PROBLEM REQUIREMENTS: Note each line of the listing that contains the string "must", and copy it.

INFORMATION Start Marker

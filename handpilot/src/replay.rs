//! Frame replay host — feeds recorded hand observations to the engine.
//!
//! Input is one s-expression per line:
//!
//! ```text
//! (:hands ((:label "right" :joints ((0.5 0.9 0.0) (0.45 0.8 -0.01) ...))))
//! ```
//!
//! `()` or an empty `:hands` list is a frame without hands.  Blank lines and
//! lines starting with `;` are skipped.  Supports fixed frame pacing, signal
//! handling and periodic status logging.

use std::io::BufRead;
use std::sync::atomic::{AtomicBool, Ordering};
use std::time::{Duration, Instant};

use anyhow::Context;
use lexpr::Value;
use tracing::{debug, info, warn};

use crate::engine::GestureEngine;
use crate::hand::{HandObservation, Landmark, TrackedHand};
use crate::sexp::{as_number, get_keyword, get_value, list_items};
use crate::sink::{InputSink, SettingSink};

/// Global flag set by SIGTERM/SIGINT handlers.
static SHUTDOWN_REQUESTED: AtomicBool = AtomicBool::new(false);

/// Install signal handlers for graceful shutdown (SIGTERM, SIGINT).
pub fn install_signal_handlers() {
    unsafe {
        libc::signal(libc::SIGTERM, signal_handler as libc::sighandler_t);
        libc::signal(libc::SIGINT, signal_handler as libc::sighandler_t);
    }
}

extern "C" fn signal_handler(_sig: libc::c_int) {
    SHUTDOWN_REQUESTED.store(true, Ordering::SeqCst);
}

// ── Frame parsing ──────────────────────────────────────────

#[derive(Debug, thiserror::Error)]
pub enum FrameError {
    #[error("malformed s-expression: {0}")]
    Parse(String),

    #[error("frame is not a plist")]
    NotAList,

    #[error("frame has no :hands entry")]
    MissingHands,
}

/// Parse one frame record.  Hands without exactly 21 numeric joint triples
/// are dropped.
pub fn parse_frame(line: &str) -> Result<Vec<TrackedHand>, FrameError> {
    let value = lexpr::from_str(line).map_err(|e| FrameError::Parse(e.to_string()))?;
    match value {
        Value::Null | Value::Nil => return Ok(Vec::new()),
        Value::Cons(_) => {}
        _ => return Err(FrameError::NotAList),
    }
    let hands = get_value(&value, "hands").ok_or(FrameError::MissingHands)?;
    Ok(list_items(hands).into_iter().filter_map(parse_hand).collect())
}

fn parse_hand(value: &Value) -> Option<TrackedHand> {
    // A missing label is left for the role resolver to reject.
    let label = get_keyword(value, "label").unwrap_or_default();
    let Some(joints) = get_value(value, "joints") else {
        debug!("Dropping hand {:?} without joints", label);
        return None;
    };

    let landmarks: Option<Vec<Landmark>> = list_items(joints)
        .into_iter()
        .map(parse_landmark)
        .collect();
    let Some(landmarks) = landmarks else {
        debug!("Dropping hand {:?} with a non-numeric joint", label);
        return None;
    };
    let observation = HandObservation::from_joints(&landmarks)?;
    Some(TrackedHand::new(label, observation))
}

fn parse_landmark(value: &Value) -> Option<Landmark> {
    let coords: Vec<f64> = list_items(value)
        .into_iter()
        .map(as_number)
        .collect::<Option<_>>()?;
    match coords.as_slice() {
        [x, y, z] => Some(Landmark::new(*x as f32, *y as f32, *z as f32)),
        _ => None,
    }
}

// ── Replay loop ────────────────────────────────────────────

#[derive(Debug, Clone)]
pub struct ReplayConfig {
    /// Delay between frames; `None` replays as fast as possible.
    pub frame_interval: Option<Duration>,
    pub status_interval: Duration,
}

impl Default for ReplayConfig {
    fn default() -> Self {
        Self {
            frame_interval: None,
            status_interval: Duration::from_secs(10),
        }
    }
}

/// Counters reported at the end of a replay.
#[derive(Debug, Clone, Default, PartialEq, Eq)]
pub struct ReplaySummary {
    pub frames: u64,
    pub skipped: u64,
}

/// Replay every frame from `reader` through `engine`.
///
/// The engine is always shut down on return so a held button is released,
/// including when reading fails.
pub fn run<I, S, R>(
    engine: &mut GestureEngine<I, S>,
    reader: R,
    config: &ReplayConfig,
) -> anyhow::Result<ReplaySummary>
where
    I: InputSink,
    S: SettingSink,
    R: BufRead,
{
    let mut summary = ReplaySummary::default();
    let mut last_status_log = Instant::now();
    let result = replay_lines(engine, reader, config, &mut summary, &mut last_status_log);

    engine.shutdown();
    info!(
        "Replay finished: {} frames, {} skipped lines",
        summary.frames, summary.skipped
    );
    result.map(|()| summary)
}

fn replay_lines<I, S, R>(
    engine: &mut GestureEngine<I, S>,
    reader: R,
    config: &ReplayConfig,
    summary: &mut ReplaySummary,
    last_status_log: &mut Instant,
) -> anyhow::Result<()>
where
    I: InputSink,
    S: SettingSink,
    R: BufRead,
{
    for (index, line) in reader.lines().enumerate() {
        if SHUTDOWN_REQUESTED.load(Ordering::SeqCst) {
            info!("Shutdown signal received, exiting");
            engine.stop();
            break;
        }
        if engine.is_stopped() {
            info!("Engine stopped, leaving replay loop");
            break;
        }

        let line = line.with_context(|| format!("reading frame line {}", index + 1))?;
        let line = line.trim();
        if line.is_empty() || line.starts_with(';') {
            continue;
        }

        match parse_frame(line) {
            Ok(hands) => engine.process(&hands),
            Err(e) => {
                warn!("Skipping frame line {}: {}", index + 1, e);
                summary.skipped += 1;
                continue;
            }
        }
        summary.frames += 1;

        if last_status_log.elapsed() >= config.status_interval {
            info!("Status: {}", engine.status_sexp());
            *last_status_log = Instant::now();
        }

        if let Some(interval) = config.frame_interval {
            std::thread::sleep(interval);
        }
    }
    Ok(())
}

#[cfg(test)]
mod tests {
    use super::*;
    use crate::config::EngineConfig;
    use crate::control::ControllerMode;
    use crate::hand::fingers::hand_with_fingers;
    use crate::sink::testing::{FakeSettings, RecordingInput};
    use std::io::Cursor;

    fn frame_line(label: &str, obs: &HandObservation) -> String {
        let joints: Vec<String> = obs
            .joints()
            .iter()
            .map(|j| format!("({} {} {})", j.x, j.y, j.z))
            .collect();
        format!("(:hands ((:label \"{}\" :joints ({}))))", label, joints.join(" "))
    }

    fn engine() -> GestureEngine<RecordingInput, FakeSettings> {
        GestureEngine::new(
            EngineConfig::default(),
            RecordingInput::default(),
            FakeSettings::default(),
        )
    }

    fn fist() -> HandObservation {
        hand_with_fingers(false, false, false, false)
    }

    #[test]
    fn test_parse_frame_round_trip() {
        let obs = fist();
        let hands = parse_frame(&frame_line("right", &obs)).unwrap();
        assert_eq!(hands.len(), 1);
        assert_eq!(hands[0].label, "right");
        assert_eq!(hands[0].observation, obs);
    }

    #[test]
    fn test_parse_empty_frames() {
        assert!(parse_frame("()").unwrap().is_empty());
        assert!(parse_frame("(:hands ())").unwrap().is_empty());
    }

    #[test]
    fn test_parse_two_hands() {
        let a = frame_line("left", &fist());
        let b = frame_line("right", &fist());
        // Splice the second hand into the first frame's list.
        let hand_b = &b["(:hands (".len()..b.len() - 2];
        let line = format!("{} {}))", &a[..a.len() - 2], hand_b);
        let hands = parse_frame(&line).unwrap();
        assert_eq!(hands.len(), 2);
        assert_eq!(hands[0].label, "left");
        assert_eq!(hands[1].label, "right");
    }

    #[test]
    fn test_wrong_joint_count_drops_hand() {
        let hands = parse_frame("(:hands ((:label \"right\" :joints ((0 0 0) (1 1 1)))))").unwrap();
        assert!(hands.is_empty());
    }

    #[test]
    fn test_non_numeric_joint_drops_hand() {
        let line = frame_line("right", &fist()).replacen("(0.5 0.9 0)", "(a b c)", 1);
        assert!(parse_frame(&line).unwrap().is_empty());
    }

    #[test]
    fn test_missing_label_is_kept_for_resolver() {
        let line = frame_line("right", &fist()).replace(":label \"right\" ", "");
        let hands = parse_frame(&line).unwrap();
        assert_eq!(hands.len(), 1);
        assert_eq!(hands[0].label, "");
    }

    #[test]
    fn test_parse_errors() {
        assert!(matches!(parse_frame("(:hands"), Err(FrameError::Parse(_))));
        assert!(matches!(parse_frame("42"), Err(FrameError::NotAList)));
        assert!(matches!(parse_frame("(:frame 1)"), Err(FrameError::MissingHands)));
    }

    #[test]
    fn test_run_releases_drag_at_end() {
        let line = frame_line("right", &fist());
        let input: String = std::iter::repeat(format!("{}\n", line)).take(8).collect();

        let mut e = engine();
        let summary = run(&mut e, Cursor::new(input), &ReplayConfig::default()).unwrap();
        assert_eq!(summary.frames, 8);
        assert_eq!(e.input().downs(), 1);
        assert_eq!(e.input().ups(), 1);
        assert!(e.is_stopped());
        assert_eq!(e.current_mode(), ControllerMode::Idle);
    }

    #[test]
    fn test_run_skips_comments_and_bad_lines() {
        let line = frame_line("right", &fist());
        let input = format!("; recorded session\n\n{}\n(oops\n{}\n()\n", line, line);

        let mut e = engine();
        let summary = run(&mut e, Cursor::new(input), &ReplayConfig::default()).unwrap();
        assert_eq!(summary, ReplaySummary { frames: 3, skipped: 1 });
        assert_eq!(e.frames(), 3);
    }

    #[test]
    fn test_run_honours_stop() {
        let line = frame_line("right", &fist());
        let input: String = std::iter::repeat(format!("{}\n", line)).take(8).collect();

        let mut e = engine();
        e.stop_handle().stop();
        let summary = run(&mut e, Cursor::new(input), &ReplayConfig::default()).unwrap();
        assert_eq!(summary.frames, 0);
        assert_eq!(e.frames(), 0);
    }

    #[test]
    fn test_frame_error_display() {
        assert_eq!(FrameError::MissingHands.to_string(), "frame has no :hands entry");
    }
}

INFORMATION End Marker
INFORMATION Start Marker

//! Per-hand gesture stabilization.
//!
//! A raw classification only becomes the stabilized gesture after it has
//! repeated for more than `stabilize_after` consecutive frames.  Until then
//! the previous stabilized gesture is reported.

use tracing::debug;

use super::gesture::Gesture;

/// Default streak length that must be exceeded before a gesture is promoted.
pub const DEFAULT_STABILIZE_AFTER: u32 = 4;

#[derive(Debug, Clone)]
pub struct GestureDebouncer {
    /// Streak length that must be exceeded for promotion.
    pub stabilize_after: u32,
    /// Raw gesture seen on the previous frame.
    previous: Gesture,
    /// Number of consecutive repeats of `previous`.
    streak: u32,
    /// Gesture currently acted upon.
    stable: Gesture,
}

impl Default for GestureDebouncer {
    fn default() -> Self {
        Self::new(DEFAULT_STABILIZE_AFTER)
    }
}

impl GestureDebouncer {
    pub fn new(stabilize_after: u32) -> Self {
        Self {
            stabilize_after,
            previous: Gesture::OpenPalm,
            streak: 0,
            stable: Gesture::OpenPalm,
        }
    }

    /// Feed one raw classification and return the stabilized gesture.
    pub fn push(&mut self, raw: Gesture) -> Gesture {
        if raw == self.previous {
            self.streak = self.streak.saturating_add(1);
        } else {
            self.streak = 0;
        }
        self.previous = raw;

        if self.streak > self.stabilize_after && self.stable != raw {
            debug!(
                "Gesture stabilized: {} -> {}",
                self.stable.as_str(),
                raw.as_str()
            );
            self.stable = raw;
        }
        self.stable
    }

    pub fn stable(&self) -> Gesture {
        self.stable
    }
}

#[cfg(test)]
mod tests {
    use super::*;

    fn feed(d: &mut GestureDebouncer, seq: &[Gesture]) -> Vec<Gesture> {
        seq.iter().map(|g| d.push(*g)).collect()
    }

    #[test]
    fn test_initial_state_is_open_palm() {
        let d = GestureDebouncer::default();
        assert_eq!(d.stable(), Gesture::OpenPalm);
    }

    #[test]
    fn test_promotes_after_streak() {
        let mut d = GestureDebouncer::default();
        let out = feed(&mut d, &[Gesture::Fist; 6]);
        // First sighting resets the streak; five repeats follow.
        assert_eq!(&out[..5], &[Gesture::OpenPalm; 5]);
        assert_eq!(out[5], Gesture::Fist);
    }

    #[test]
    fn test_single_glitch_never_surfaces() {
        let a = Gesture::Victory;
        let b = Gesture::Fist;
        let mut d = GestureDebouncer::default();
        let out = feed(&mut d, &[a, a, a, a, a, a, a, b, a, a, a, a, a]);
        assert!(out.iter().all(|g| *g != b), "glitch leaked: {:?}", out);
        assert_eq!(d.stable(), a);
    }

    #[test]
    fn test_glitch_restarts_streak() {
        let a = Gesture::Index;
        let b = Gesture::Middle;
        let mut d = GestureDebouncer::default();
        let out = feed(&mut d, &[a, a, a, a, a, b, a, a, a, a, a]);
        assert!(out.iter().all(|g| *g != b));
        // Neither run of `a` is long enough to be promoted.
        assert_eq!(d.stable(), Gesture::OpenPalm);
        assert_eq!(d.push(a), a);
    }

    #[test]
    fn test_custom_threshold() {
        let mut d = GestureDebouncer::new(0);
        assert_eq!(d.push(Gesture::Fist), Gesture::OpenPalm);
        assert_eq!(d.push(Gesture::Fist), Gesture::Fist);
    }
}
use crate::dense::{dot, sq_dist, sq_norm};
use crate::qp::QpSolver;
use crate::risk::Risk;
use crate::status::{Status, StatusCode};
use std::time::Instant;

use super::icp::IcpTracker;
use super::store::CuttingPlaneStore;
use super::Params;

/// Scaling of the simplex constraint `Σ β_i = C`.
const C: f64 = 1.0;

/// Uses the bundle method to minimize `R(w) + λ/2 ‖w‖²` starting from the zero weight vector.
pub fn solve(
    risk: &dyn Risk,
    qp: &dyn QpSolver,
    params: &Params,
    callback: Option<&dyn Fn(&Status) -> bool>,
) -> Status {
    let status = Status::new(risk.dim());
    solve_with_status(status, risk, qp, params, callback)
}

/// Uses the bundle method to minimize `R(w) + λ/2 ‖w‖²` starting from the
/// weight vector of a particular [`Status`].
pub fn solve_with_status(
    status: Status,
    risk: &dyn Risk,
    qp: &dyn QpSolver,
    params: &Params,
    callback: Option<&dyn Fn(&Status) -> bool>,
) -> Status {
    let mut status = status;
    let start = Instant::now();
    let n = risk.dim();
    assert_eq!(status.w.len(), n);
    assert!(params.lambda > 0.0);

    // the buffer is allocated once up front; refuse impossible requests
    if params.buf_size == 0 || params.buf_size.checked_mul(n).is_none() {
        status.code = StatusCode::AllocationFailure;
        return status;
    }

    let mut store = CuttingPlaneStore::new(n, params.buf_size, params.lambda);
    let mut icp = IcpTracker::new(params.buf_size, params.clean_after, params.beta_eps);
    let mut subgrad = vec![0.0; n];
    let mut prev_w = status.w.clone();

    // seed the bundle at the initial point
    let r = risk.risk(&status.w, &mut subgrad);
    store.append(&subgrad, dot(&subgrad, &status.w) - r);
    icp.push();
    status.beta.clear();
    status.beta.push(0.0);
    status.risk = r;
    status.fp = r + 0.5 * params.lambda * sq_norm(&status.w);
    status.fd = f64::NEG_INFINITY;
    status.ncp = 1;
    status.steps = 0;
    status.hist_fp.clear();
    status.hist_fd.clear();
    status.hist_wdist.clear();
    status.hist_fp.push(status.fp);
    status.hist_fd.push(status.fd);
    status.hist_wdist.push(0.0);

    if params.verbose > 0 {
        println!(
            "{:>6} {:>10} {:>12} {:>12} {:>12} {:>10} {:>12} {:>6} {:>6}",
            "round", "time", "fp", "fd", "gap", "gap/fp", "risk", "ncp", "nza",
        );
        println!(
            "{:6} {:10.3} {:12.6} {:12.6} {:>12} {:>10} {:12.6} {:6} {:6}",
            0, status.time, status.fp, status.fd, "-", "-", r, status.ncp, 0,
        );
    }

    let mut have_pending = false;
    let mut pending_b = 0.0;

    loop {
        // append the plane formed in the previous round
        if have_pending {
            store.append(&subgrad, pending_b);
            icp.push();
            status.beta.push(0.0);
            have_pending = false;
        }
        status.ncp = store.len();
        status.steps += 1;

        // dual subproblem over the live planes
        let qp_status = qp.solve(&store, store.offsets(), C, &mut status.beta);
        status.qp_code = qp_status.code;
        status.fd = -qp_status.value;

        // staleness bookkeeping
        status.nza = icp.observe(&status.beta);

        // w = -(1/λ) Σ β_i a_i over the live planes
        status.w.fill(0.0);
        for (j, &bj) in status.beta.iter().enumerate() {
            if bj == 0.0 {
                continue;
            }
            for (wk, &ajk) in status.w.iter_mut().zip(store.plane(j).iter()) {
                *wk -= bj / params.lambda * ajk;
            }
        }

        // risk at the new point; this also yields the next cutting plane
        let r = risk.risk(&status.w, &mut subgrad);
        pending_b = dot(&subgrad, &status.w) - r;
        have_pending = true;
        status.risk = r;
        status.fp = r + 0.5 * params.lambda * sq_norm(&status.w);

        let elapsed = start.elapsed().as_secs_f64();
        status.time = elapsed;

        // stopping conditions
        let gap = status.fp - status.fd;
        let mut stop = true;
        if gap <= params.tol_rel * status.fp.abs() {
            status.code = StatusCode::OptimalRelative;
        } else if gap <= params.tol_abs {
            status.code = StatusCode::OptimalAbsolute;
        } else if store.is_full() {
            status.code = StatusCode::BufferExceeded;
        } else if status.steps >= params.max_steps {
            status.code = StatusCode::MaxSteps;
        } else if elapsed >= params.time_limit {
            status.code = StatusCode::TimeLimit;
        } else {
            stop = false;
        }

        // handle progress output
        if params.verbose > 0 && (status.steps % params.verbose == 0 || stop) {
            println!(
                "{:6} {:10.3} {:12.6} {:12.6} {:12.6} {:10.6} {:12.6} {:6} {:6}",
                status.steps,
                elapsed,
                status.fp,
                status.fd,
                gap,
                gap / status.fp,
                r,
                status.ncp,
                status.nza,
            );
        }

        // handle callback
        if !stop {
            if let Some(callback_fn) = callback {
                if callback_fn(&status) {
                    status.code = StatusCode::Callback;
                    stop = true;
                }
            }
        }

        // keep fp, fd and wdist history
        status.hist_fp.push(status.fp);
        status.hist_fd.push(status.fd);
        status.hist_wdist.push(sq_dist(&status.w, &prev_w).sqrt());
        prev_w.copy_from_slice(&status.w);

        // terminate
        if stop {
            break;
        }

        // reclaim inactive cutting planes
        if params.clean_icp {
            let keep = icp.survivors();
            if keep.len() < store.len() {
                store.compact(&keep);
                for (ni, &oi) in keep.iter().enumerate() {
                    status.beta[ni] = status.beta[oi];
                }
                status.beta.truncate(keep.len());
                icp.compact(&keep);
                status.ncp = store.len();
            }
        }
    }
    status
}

INFORMATION End Marker

ANSWER BELOW:
/// Default streak length that must be exceeded before a gesture is promoted.
    /// Streak length that must be exceeded for promotion.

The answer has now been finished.